◆ **Work required**: Reproduce word for word the lines between those holding "use tokio::net::TcpStream;" and "from a client.", inclusive, and nothing else from the data below.
====== Extracted records ======
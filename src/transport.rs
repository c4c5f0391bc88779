//! tokio / tokio-tungstenite side of a connection.
//!
//! The request head is read here rather than by tungstenite so that a
//! rejected upgrade can be answered by simply dropping the socket, and so
//! the approved target can be written back into the head before tungstenite
//! sees it.

use bytes::{Buf, Bytes, BytesMut};
use futures::{SinkExt, StreamExt};
use std::io;
use std::net::SocketAddr;
use std::pin::Pin;
use std::sync::Arc;
use std::task::{Context, Poll};
use std::time::Duration;
use thiserror::Error;
use tokio::io::{AsyncRead, AsyncReadExt, AsyncWrite, ReadBuf};
use tokio::net::TcpStream;
use tokio::sync::{mpsc, watch};
use tokio_tungstenite::tungstenite::protocol::WebSocketConfig;
use tokio_tungstenite::{tungstenite, WebSocketStream};
use tracing::debug;

use crate::connection::{Connection, Outbound, SendError};
use crate::handshake::Decision;
use crate::http_request::{self, RequestError, RequestLine, MAX_HEAD_SIZE};
use crate::lifecycle::SessionManager;
use crate::websocket::{Dispatch, Frame};

/// Largest frame and message payload accepted from a client.
pub const MAX_PAYLOAD_SIZE: usize = 65536;

#[derive(Error, Debug)]
pub enum ConnectionError {
    #[error("request head exceeds {} bytes", MAX_HEAD_SIZE)]
    HeadTooLarge,
    #[error("connection closed during handshake")]
    UnexpectedEof,
    #[error("handshake timed out")]
    HandshakeTimeout,
    #[error("malformed request line: {0}")]
    Request(#[from] RequestError),
    #[error(transparent)]
    Io(#[from] io::Error),
    #[error(transparent)]
    WebSocket(#[from] tungstenite::Error),
}

#[derive(Debug, Clone, Copy)]
pub(crate) struct ConnectionSettings {
    pub handshake_timeout: Duration,
}

#[derive(Debug)]
enum Command {
    Write(Frame),
    Close,
}

/// [`Outbound`] backed by the connection task's command queue.
struct ChannelOutbound {
    tx: mpsc::UnboundedSender<Command>,
}

impl Outbound for ChannelOutbound {
    fn write_frame(&self, frame: Frame) -> Result<(), SendError> {
        self.tx
            .send(Command::Write(frame))
            .map_err(|_| SendError::Closed)
    }

    fn close(&self) {
        // the task may already be gone, which is the goal anyway
        let _ = self.tx.send(Command::Close);
    }
}

/// Serves one accepted socket from accept to disconnect. Always reports
/// exactly one disconnect.
pub(crate) async fn serve_connection(
    sessions: Arc<SessionManager>,
    stream: TcpStream,
    peer: SocketAddr,
    settings: ConnectionSettings,
    mut shutdown: watch::Receiver<bool>,
) {
    let (tx, mut rx) = mpsc::unbounded_channel();
    let connection = sessions.on_connect(Arc::new(ChannelOutbound { tx }));
    debug!(connection = %connection.id(), %peer, "accepted socket");

    if let Err(e) = run(&sessions, &connection, stream, settings, &mut rx, &mut shutdown).await {
        debug!(connection = %connection.id(), error = %e, "connection ended with error");
    }

    sessions.on_disconnect(&connection);
}

async fn run(
    sessions: &SessionManager,
    connection: &Connection,
    stream: TcpStream,
    settings: ConnectionSettings,
    rx: &mut mpsc::UnboundedReceiver<Command>,
    shutdown: &mut watch::Receiver<bool>,
) -> Result<(), ConnectionError> {
    let upgraded = tokio::select! {
        result = tokio::time::timeout(settings.handshake_timeout, upgrade(sessions, connection, stream)) => {
            result.map_err(|_| ConnectionError::HandshakeTimeout)??
        },
        _ = shutdown.changed() => return Ok(()),
    };
    let ws = match upgraded {
        Some(ws) => ws,
        // rejected: dropping the socket is the whole answer
        None => return Ok(()),
    };

    let (mut sink, mut stream) = ws.split();
    loop {
        tokio::select! {
            biased;

            command = rx.recv() => match command {
                Some(Command::Write(frame)) => sink.send(frame.into()).await?,
                Some(Command::Close) | None => {
                    if let Err(e) = sink.close().await {
                        debug!(connection = %connection.id(), error = %e, "close handshake incomplete");
                    }
                    return Ok(());
                }
            },
            message = stream.next() => match message {
                Some(Ok(message)) => {
                    if let Dispatch::Forwarded(frame) = sessions.on_frame(connection, Frame::from(message)) {
                        debug!(
                            connection = %connection.id(),
                            kind = frame.kind(),
                            "frame left to protocol layer"
                        );
                    }
                }
                Some(Err(e)) => return Err(e.into()),
                None => return Ok(()),
            },
            _ = shutdown.changed() => {
                connection.request_close();
            }
        }
    }
}

/// Reads the request head, asks for a decision and completes the upgrade
/// when approved. `None` means the upgrade was rejected.
async fn upgrade(
    sessions: &SessionManager,
    connection: &Connection,
    mut stream: TcpStream,
) -> Result<Option<WebSocketStream<Rewind<TcpStream>>>, ConnectionError> {
    let head = read_head(&mut stream).await?;
    let line = RequestLine::parse(&head)?;

    match sessions.on_upgrade_request(connection, &line.target) {
        Decision::Rejected => Ok(None),
        Decision::Approved(target) => {
            let head = http_request::rewrite_target(&head, &line, &target);
            let stream = Rewind::new(head.freeze(), stream);
            let ws =
                tokio_tungstenite::accept_async_with_config(stream, Some(protocol_config())).await?;
            Ok(Some(ws))
        }
    }
}

fn protocol_config() -> WebSocketConfig {
    let mut config = WebSocketConfig::default();
    config.max_frame_size = Some(MAX_PAYLOAD_SIZE);
    config.max_message_size = Some(MAX_PAYLOAD_SIZE);
    config
}

/// Reads until the buffer holds a complete request head of at most
/// [`MAX_HEAD_SIZE`] bytes. Bytes past the head stay in the buffer.
async fn read_head<S: AsyncRead + Unpin>(stream: &mut S) -> Result<BytesMut, ConnectionError> {
    let mut buf = BytesMut::with_capacity(1024);
    loop {
        match http_request::find_head_end(&buf) {
            Some(end) if end > MAX_HEAD_SIZE => return Err(ConnectionError::HeadTooLarge),
            Some(_) => return Ok(buf),
            // no terminator in MAX_HEAD_SIZE bytes, so the head can only end past the limit
            None if buf.len() >= MAX_HEAD_SIZE => return Err(ConnectionError::HeadTooLarge),
            None => {}
        }
        if stream.read_buf(&mut buf).await? == 0 {
            return Err(ConnectionError::UnexpectedEof);
        }
    }
}

/// A stream that yields `prefix` before reading from `inner`.
pub(crate) struct Rewind<S> {
    prefix: Bytes,
    inner: S,
}

impl<S> Rewind<S> {
    pub(crate) fn new(prefix: Bytes, inner: S) -> Self {
        Self { prefix, inner }
    }
}

impl<S: AsyncRead + Unpin> AsyncRead for Rewind<S> {
    fn poll_read(
        self: Pin<&mut Self>,
        cx: &mut Context<'_>,
        buf: &mut ReadBuf<'_>,
    ) -> Poll<io::Result<()>> {
        let this = self.get_mut();
        if !this.prefix.is_empty() {
            let n = this.prefix.len().min(buf.remaining());
            buf.put_slice(&this.prefix[..n]);
            this.prefix.advance(n);
            return Poll::Ready(Ok(()));
        }
        Pin::new(&mut this.inner).poll_read(cx, buf)
    }
}

impl<S: AsyncWrite + Unpin> AsyncWrite for Rewind<S> {
    fn poll_write(
        self: Pin<&mut Self>,
        cx: &mut Context<'_>,
        buf: &[u8],
    ) -> Poll<io::Result<usize>> {
        Pin::new(&mut self.get_mut().inner).poll_write(cx, buf)
    }

    fn poll_flush(self: Pin<&mut Self>, cx: &mut Context<'_>) -> Poll<io::Result<()>> {
        Pin::new(&mut self.get_mut().inner).poll_flush(cx)
    }

    fn poll_shutdown(self: Pin<&mut Self>, cx: &mut Context<'_>) -> Poll<io::Result<()>> {
        Pin::new(&mut self.get_mut().inner).poll_shutdown(cx)
    }
}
======
◆ **Written reply**:
use tokio::net::TcpStream;
use tokio::sync::{mpsc, watch};
use tokio_tungstenite::tungstenite::protocol::WebSocketConfig;
use tokio_tungstenite::{tungstenite, WebSocketStream};
use tracing::debug;

use crate::connection::{Connection, Outbound, SendError};
use crate::handshake::Decision;
use crate::http_request::{self, RequestError, RequestLine, MAX_HEAD_SIZE};
use crate::lifecycle::SessionManager;
use crate::websocket::{Dispatch, Frame};

/// Largest frame and message payload accepted from a client.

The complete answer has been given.